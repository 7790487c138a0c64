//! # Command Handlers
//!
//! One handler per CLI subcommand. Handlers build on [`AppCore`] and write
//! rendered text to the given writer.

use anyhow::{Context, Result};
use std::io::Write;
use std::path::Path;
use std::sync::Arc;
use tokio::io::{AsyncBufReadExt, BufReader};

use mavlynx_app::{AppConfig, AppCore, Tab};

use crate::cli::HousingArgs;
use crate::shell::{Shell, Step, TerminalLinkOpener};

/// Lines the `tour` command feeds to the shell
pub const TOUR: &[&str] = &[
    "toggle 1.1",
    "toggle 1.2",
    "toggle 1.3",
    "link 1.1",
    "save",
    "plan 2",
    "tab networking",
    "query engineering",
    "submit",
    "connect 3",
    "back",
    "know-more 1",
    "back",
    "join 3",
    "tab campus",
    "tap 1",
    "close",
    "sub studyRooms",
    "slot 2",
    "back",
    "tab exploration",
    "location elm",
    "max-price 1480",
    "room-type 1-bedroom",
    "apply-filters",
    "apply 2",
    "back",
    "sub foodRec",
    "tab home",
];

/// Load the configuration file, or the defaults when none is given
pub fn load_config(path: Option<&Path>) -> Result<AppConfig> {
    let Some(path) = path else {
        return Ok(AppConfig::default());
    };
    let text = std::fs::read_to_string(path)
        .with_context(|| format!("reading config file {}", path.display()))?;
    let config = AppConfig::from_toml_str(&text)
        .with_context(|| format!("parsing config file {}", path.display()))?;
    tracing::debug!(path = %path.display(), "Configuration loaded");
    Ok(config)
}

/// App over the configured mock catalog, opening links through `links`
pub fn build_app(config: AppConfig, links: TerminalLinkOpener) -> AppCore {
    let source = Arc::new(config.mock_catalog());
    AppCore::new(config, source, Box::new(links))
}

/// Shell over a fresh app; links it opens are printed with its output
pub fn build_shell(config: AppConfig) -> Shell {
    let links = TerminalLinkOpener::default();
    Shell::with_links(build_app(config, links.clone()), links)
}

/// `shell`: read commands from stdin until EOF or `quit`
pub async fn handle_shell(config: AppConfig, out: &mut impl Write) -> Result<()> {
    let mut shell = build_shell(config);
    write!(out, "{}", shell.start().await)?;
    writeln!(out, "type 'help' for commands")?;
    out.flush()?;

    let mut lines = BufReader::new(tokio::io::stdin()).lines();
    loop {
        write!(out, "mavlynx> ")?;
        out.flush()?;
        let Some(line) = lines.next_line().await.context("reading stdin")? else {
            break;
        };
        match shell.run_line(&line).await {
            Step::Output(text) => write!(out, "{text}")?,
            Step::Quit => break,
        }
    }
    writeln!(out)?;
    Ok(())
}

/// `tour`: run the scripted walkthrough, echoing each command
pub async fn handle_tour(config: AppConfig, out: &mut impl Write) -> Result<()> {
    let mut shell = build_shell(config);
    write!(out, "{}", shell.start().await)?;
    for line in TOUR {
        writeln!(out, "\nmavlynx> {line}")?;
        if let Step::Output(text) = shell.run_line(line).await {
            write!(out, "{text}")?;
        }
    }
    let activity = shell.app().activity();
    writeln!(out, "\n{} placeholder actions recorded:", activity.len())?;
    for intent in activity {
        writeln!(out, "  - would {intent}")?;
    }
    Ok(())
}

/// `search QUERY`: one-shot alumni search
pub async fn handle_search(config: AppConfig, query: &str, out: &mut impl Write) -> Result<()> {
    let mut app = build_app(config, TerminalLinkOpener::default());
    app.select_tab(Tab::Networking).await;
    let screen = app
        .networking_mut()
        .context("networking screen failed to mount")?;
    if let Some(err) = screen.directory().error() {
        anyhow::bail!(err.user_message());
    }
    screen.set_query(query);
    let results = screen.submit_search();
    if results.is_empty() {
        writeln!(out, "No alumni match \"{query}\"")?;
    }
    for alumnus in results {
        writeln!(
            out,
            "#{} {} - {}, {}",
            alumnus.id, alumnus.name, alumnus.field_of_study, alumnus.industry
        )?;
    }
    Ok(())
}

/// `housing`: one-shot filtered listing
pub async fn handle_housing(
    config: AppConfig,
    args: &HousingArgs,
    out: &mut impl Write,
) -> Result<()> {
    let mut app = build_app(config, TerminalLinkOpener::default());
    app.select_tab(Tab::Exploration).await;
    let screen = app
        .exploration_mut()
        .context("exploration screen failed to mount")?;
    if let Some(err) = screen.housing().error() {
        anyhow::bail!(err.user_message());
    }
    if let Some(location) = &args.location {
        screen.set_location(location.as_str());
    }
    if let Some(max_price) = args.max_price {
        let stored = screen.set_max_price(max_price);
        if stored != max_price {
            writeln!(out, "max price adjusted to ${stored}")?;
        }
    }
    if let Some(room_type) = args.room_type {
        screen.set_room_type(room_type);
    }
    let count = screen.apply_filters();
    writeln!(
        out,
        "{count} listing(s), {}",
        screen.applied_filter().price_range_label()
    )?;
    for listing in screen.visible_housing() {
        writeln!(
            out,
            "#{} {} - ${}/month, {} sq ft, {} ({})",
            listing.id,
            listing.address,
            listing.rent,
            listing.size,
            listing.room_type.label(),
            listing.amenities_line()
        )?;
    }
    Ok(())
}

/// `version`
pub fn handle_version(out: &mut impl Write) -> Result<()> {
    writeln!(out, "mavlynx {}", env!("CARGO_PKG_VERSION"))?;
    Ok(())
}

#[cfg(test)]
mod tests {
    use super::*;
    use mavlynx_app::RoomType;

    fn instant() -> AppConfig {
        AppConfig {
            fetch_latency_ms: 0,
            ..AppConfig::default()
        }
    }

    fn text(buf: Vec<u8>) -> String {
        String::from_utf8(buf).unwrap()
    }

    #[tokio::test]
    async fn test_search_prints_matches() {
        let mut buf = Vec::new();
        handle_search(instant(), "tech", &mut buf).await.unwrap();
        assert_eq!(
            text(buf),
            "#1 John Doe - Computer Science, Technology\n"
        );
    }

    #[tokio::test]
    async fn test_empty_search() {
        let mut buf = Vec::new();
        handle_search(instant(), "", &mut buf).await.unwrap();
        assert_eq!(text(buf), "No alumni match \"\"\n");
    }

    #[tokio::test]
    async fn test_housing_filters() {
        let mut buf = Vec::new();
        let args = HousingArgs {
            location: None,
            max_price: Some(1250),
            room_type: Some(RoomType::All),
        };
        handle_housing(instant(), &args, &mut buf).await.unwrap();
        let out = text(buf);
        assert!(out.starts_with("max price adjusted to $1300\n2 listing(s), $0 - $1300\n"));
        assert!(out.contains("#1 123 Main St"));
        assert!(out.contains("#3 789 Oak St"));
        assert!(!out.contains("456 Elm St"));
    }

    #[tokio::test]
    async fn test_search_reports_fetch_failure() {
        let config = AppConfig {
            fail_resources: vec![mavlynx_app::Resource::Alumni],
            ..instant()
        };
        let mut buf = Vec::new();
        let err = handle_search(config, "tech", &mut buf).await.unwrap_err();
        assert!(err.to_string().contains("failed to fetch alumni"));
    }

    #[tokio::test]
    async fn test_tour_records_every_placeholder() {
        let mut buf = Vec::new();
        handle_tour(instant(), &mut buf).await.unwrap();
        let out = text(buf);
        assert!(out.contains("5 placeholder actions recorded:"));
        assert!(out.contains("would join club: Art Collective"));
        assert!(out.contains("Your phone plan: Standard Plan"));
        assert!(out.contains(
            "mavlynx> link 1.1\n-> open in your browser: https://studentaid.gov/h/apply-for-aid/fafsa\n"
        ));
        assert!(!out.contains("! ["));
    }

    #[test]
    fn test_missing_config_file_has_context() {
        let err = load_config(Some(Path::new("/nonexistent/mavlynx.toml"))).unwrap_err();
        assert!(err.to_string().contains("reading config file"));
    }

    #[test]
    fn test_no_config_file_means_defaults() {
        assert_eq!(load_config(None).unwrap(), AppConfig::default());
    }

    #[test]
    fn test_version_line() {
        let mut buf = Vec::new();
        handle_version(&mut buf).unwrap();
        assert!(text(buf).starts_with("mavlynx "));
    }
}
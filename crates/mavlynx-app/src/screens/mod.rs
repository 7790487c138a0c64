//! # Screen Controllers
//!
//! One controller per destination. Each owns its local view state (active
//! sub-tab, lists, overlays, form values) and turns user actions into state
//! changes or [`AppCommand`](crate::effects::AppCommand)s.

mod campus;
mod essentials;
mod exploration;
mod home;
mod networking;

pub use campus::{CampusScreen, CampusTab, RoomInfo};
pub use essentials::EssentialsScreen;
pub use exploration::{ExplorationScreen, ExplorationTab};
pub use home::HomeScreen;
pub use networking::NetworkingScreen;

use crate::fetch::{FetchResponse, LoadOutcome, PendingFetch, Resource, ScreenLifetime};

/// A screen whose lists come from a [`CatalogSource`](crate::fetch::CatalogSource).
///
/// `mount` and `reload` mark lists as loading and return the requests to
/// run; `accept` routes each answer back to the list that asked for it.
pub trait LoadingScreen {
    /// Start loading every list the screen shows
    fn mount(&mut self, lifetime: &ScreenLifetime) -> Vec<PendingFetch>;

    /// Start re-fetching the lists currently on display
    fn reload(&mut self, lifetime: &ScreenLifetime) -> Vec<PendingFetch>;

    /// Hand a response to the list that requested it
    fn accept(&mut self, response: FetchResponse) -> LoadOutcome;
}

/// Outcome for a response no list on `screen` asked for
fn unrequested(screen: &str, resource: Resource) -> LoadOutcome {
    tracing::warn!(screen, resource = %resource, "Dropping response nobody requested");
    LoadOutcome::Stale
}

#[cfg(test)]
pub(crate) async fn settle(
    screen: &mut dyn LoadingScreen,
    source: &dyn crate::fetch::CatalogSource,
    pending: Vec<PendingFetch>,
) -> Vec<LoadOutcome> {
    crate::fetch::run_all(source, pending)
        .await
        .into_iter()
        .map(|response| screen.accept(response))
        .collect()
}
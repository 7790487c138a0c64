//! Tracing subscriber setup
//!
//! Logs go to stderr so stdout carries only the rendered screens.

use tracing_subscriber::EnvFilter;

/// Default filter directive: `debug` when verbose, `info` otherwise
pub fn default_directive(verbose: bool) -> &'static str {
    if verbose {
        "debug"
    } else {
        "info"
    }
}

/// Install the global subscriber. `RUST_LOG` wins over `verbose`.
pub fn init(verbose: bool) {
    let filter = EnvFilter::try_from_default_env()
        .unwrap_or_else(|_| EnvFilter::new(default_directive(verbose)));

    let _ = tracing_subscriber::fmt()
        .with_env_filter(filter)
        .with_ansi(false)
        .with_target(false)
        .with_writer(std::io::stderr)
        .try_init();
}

• [PROBLEM STATEMENT] From the data above, copy every line where "actions" appears.

• [TASK RESULT]
    writeln!(out, "\n{} placeholder actions recorded:", activity.len())?;
        assert!(out.contains("5 placeholder actions recorded:"));
//! sub-tab, lists, overlays, form values) and turns user actions into state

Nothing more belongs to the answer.